Visuospatial dysfunction is associated with posterior distribution of white matter damage in non-demented cerebral amyloid angiopathy.

Abstract

Cerebral amyloid angiopathy (CAA) is a well-recognized contributor to cognitive decline in the elderly. The posterior cortical predilection of CAA pathology would cause visuospatial dysfunction, which is still underexplored. We aimed to investigate whether the visuospatial dysfunction in CAA is associated with the posterior distribution of small vessel disease (SVD) imaging markers. We recruited 60 non-demented CAA cases from a Chinese prospective cohort and 30 cases with non-CAA SVD as controls. We used the Visual Object and Space Perception (VOSP) battery to evaluate visuospatial abilities, and multivariable regression models to assess their associations with SVD imaging markers. There was visuospatial dysfunction, especially visual object perception impairment, in CAA compared to controls (Z-score of VOSP: -0.11±0.66 vs. 0.22±0.54, p=0.023).
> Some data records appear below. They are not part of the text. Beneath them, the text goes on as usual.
//! Numerical parameters of the force model
//!
//! `Parameters` holds the runtime multipliers read from the flat
//! `name -> string` option map the driver hands to the engine:
//! - `edgeMultiplier`, `nodesMultiplier`: strength of edge and repulsion forces
//! - `calculationRandomizer`: range of the random push given to coincident nodes
//! - `speedMultiplier`: force to velocity conversion
//! - `drag`: velocity kept per frame under the hard-cap policy
//! - `seed`: optional RNG seed for reproducible runs

use std::collections::HashMap;

use log::debug;

use crate::error::ConfigError;

pub const EDGE_MULTIPLIER: &str = "edgeMultiplier";
pub const CALCULATION_RANDOMIZER: &str = "calculationRandomizer";
pub const NODES_MULTIPLIER: &str = "nodesMultiplier";
pub const SPEED_MULTIPLIER: &str = "speedMultiplier";
pub const DRAG: &str = "drag";
pub const SEED: &str = "seed";
pub const ENGINE: &str = "engine";

const KNOWN_OPTIONS: [&str; 7] = [
    EDGE_MULTIPLIER,
    CALCULATION_RANDOMIZER,
    NODES_MULTIPLIER,
    SPEED_MULTIPLIER,
    DRAG,
    SEED,
    ENGINE,
];

#[derive(Debug, Clone, PartialEq)]
pub struct Parameters {
    pub edge_multiplier: f32,
    pub calculation_randomizer: f32,
    pub nodes_multiplier: f32,
    pub speed_multiplier: f32,
    pub drag: f32,
    pub seed: Option<u64>,
}

impl Default for Parameters {
    fn default() -> Self {
        Self {
            edge_multiplier: 1.0,
            calculation_randomizer: 0.01,
            nodes_multiplier: 1.0,
            speed_multiplier: 1.0,
            drag: 0.5,
            seed: None,
        }
    }
}

impl Parameters {
    /// Read parameters from the option map, falling back to defaults for
    /// missing keys. Any present value that does not parse is an error.
    pub fn from_options(options: &HashMap<String, String>) -> Result<Self, ConfigError> {
        for key in options.keys() {
            if !KNOWN_OPTIONS.iter().any(|known| known == key) {
                debug!(option = key.as_str(); "Ignoring unknown physics option");
            }
        }

        let defaults = Self::default();
        let calculation_randomizer =
            read_f32(options, CALCULATION_RANDOMIZER, defaults.calculation_randomizer)?;
        if calculation_randomizer <= 0.0 {
            return Err(ConfigError::OutOfRange {
                option: CALCULATION_RANDOMIZER,
                requirement: "greater than 0",
                value: calculation_randomizer,
            });
        }

        let seed = match options.get(SEED) {
            Some(raw) => Some(raw.trim().parse::<u64>().map_err(|source| {
                ConfigError::InvalidSeed {
                    value: raw.clone(),
                    source,
                }
            })?),
            None => None,
        };

        Ok(Self {
            edge_multiplier: read_f32(options, EDGE_MULTIPLIER, defaults.edge_multiplier)?,
            calculation_randomizer,
            nodes_multiplier: read_f32(options, NODES_MULTIPLIER, defaults.nodes_multiplier)?,
            speed_multiplier: read_f32(options, SPEED_MULTIPLIER, defaults.speed_multiplier)?,
            drag: read_f32(options, DRAG, defaults.drag)?,
            seed,
        })
    }
}

fn read_f32(
    options: &HashMap<String, String>,
    option: &'static str,
    default: f32,
) -> Result<f32, ConfigError> {
    let Some(raw) = options.get(option) else {
        return Ok(default);
    };
    let value = raw
        .trim()
        .parse::<f32>()
        .map_err(|source| ConfigError::InvalidNumber {
            option,
            value: raw.clone(),
            source,
        })?;
    if !value.is_finite() {
        return Err(ConfigError::NotFinite {
            option,
            value: raw.clone(),
        });
    }
    Ok(value)
}

#[cfg(test)]
mod tests {
    use super::*;

    fn opts(pairs: &[(&str, &str)]) -> HashMap<String, String> {
        pairs
            .iter()
            .map(|(k, v)| (k.to_string(), v.to_string()))
            .collect()
    }

    #[test]
    fn empty_options_give_defaults() {
        let p = Parameters::from_options(&HashMap::new()).unwrap();
        assert_eq!(p, Parameters::default());
    }

    #[test]
    fn values_are_trimmed_and_parsed() {
        let p = Parameters::from_options(&opts(&[(DRAG, " 0.25 "), (SEED, "7")])).unwrap();
        assert_eq!(p.drag, 0.25);
        assert_eq!(p.seed, Some(7));
    }

    #[test]
    fn garbage_is_rejected() {
        let err = Parameters::from_options(&opts(&[(EDGE_MULTIPLIER, "lots")])).unwrap_err();
        assert!(matches!(err, ConfigError::InvalidNumber { option: EDGE_MULTIPLIER, .. }));
    }

    #[test]
    fn nan_is_rejected() {
        let err = Parameters::from_options(&opts(&[(NODES_MULTIPLIER, "NaN")])).unwrap_err();
        assert!(matches!(err, ConfigError::NotFinite { .. }));
    }

    #[test]
    fn non_positive_randomizer_is_rejected() {
        let err = Parameters::from_options(&opts(&[(CALCULATION_RANDOMIZER, "0")])).unwrap_err();
        assert!(matches!(err, ConfigError::OutOfRange { .. }));
    }
}
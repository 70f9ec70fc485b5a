use thiserror::Error;

#[derive(Error, Debug)]
pub enum VesperError {
    #[error("Classifier error: {0}")]
    Classifier(String),

    #[error("Handler error: {0}")]
    Handler(String),

    #[error("Invalid command: {0}")]
    InvalidCommand(String),

    #[error("Config error: {0}")]
    Config(String),

    #[error("IO error: {0}")]
    IoError(#[from] std::io::Error),

    #[error("Serialization error: {0}")]
    SerdeError(#[from] serde_json::Error),
}

pub type Result<T> = std::result::Result<T, VesperError>;
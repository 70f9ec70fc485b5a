//! Two-tier intent classification
//!
//! One utterance in, an ordered decision list out. Deterministic fast
//! paths short-circuit the network round trip for short, high-frequency
//! phrasing the primary model is unreliable on. The primary pass is
//! validated against the verb registry; any transport error, timeout, or
//! invalid response lands on the keyword fallback. `classify` never
//! errors and never returns an empty list.

use crate::classify::client::LlmClient;
use crate::classify::context::ClassifierContext;
use crate::classify::fallback;
use crate::core::config::AssistantConfig;
use crate::verbs::VerbRegistry;

/// Bare exit phrasing recognized without classification
const EXIT_WORDS: &[&str] = &["exit", "quit", "bye", "goodbye", "stop"];

/// Words allowed alongside an exit word ("bye vesper", "stop now please")
const EXIT_FILLER: &[&str] = &["now", "please"];

/// Companions that make "save" editor-bound
const SAVE_HINTS: &[&str] = &["file", "notepad", "document", "text", "the"];

const EDITOR_WORDS: &[&str] = &["notepad", "editor"];
const AUTHORING_HINTS: &[&str] = &["create", "make", "joke", "poem", "story"];

pub struct IntentClassifier {
    client: Option<LlmClient>,
    context: ClassifierContext,
    registry: VerbRegistry,
}

impl IntentClassifier {
    /// Build a classifier from config
    ///
    /// Without a configured API key the primary pass is disabled and every
    /// utterance goes through the fast paths and fallback rules.
    pub fn new(config: &AssistantConfig, registry: VerbRegistry) -> Self {
        let client = match LlmClient::new(&config.classifier) {
            Ok(client) => Some(client),
            Err(e) => {
                tracing::warn!("primary classifier unavailable ({e}); keyword rules only");
                None
            }
        };

        Self {
            client,
            context: ClassifierContext::new(config.assistant_name.clone(), config.history_limit),
            registry,
        }
    }

    /// Classify one utterance into an ordered decision list
    pub async fn classify(&mut self, utterance: &str) -> Vec<String> {
        let utterance = utterance.trim();

        if let Some(decision) = self.prefilter(utterance) {
            tracing::debug!(?decision, "fast path");
            return decision;
        }

        if let Some(client) = &self.client {
            match client.complete(&self.context.system_prompt(), utterance).await {
                Ok(raw) => {
                    if let Some(decision) = self.validate(&raw) {
                        tracing::debug!(?decision, "primary classification");
                        self.context.record(utterance, &decision.join(", "));
                        return decision;
                    }
                    tracing::warn!(response = %raw, "invalid primary response; falling back");
                }
                Err(e) => {
                    tracing::warn!("primary classifier failed ({e}); falling back");
                }
            }
        }

        vec![fallback::classify(utterance)]
    }

    /// Deterministic routes checked before any network call
    fn prefilter(&self, utterance: &str) -> Option<Vec<String>> {
        let lower = utterance.to_lowercase();

        if lower.contains("save") && SAVE_HINTS.iter().any(|w| lower.contains(w)) {
            return Some(vec![format!("content {utterance}")]);
        }
        if ["write", "type"].iter().any(|w| lower.contains(w))
            && EDITOR_WORDS.iter().any(|w| lower.contains(w))
        {
            return Some(vec![format!("content {utterance}")]);
        }
        if EDITOR_WORDS.iter().any(|w| lower.contains(w))
            && AUTHORING_HINTS.iter().any(|w| lower.contains(w))
        {
            return Some(vec![format!("content {utterance}")]);
        }
        if self.is_exit_phrase(&lower) {
            return Some(vec!["exit".to_string()]);
        }

        None
    }

    /// True when the utterance is nothing but exit phrasing, optionally
    /// addressed to the assistant by name
    fn is_exit_phrase(&self, lower: &str) -> bool {
        let name = self.context.assistant_name().to_lowercase();
        let mut saw_exit_word = false;

        for word in lower.split_whitespace() {
            let word = word.trim_matches(|c: char| !c.is_alphanumeric());
            if word.is_empty() {
                continue;
            }
            if EXIT_WORDS.contains(&word) {
                saw_exit_word = true;
            } else if word != name && !EXIT_FILLER.contains(&word) {
                return false;
            }
        }

        saw_exit_word
    }

    /// Validate a primary response against the registry
    ///
    /// Keeps only comma-separated entries whose prefix resolves to a
    /// registered verb. The whole response is invalid when nothing
    /// survives or an entry still carries the `(query)` template marker.
    fn validate(&self, raw: &str) -> Option<Vec<String>> {
        let cleaned = raw.replace('\n', " ");
        let kept: Vec<String> = cleaned
            .split(',')
            .map(str::trim)
            .filter(|entry| !entry.is_empty() && self.registry.resolve(entry).is_some())
            .map(str::to_string)
            .collect();

        if kept.is_empty() || kept.iter().any(|entry| entry.contains("(query)")) {
            return None;
        }
        Some(kept)
    }
}
//! Build the classification prompt
//!
//! The preamble teaches the decision grammar, a fixed set of few-shot
//! exchanges pins the output format, and a bounded rolling history of the
//! session's own turns keeps multi-turn phrasing ("open it again")
//! classifiable. The history is the only mutable state in the classifier.

use std::collections::VecDeque;

/// One user-utterance/decision pair
#[derive(Debug, Clone)]
pub struct Exchange {
    pub utterance: String,
    pub decision: String,
}

/// Prompt state for the primary classifier
pub struct ClassifierContext {
    assistant_name: String,
    history: VecDeque<Exchange>,
    history_limit: usize,
}

/// Decision grammar taught to the model
///
/// The model must answer with nothing but a comma-separated decision list;
/// every element starts with a registered verb.
const PREAMBLE: &str = "\
You are the decision layer of a personal assistant. You never answer the \
user's request yourself; you only label it. Respond with a single line: a \
comma-separated list of decisions, one per task the user asked for, in the \
order they asked. Each decision starts with exactly one of these verbs:

- 'general <query>' for anything a chat model can answer from its own \
knowledge, including incomplete or pronoun-only queries and questions about \
the current time or date.
- 'realtime <query>' for anything that needs fresh information: news, live \
status, or facts about specific people in the present.
- 'open <application or website>' / 'close <application>' to launch or quit \
applications; one decision per application.
- 'play <song>' to play music or video; one decision per song.
- 'generate image <prompt>' for image requests; one decision per image.
- 'reminder <datetime with message>' for reminder requests.
- 'system <task>' for volume, mute, unmute, or brightness tasks.
- 'content <topic>' for requests to write, type, or save anything in the \
editor: applications, code, emails, jokes, poems, and file saving.
- 'google search <topic>' / 'youtube search <topic>' for explicit searches.
- 'exit' when the user says goodbye or ends the conversation.

Split compound requests into multiple decisions. If you cannot decide, use \
'general <query>'. Do not explain, do not add anything else.";

/// Fixed few-shot exchanges, kept in the same shape the model must emit
const EXAMPLES: &[(&str, &str)] = &[
    ("how are you?", "general how are you?"),
    ("open chrome and firefox", "open chrome, open firefox"),
    (
        "open chrome and tell me about mahatma gandhi",
        "open chrome, general tell me about mahatma gandhi",
    ),
    ("what's today's headline?", "realtime what's today's headline?"),
    ("write a joke on notepad", "content write a joke on notepad"),
    ("save the file", "content save the file"),
    ("play let her go", "play let her go"),
    (
        "what is the time and remind me of my meeting at 9:00pm on 25th june",
        "general what is the time, reminder 9:00pm 25th june meeting",
    ),
    ("bye", "exit"),
];

impl ClassifierContext {
    pub fn new(assistant_name: impl Into<String>, history_limit: usize) -> Self {
        Self {
            assistant_name: assistant_name.into(),
            history: VecDeque::new(),
            history_limit,
        }
    }

    pub fn assistant_name(&self) -> &str {
        &self.assistant_name
    }

    /// Assemble the full system prompt: preamble, examples, recent turns
    pub fn system_prompt(&self) -> String {
        let mut prompt = String::from(PREAMBLE);

        prompt.push_str("\n\nExamples:\n");
        for (utterance, decision) in EXAMPLES {
            prompt.push_str(&format!("user: {utterance}\ndecision: {decision}\n"));
        }

        if !self.history.is_empty() {
            prompt.push_str("\nRecent turns:\n");
            for exchange in &self.history {
                prompt.push_str(&format!(
                    "user: {}\ndecision: {}\n",
                    exchange.utterance, exchange.decision
                ));
            }
        }

        prompt
    }

    /// Append one classified turn to the rolling history
    pub fn record(&mut self, utterance: &str, decision: &str) {
        self.history.push_back(Exchange {
            utterance: utterance.to_string(),
            decision: decision.to_string(),
        });
        while self.history.len() > self.history_limit {
            self.history.pop_front();
        }
    }
}

#[cfg(test)]
mod tests {
    use super::*;

    #[test]
    fn test_system_prompt_contains_grammar_and_examples() {
        let context = ClassifierContext::new("Vesper", 8);
        let prompt = context.system_prompt();
        assert!(prompt.contains("comma-separated"));
        assert!(prompt.contains("open chrome, open firefox"));
        assert!(!prompt.contains("Recent turns"));
    }

    #[test]
    fn test_history_is_bounded() {
        let mut context = ClassifierContext::new("Vesper", 2);
        context.record("open chrome", "open chrome");
        context.record("play a song", "play a song");
        context.record("bye", "exit");

        assert_eq!(context.history.len(), 2);
        assert_eq!(context.history.front().unwrap().utterance, "play a song");

        let prompt = context.system_prompt();
        assert!(prompt.contains("Recent turns"));
        assert!(prompt.contains("decision: exit"));
        assert!(!prompt.contains("open chrome\ndecision: open chrome"));
    }
}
The VOSP score in CAA was independently related to the fronto-occipital gradient of white matter hyperintensity volumes (coefficient = 0.03, 95% confidence interval [CI] = 0.003-0.05, p=0.030) and mean fractional anisotropy values on diffusion tensor imaging (coefficient = 4.72, 95% CI = 0.97-8.48, p=0.015), but not the severity of global SVD imaging markers or the gradient of lobar cerebral microbleeds with adjustments for age and global cognition score. This finding suggests that the damage of posterior white matter rather than global disease severity may be a major contributor to visuospatial dysfunction in CAA.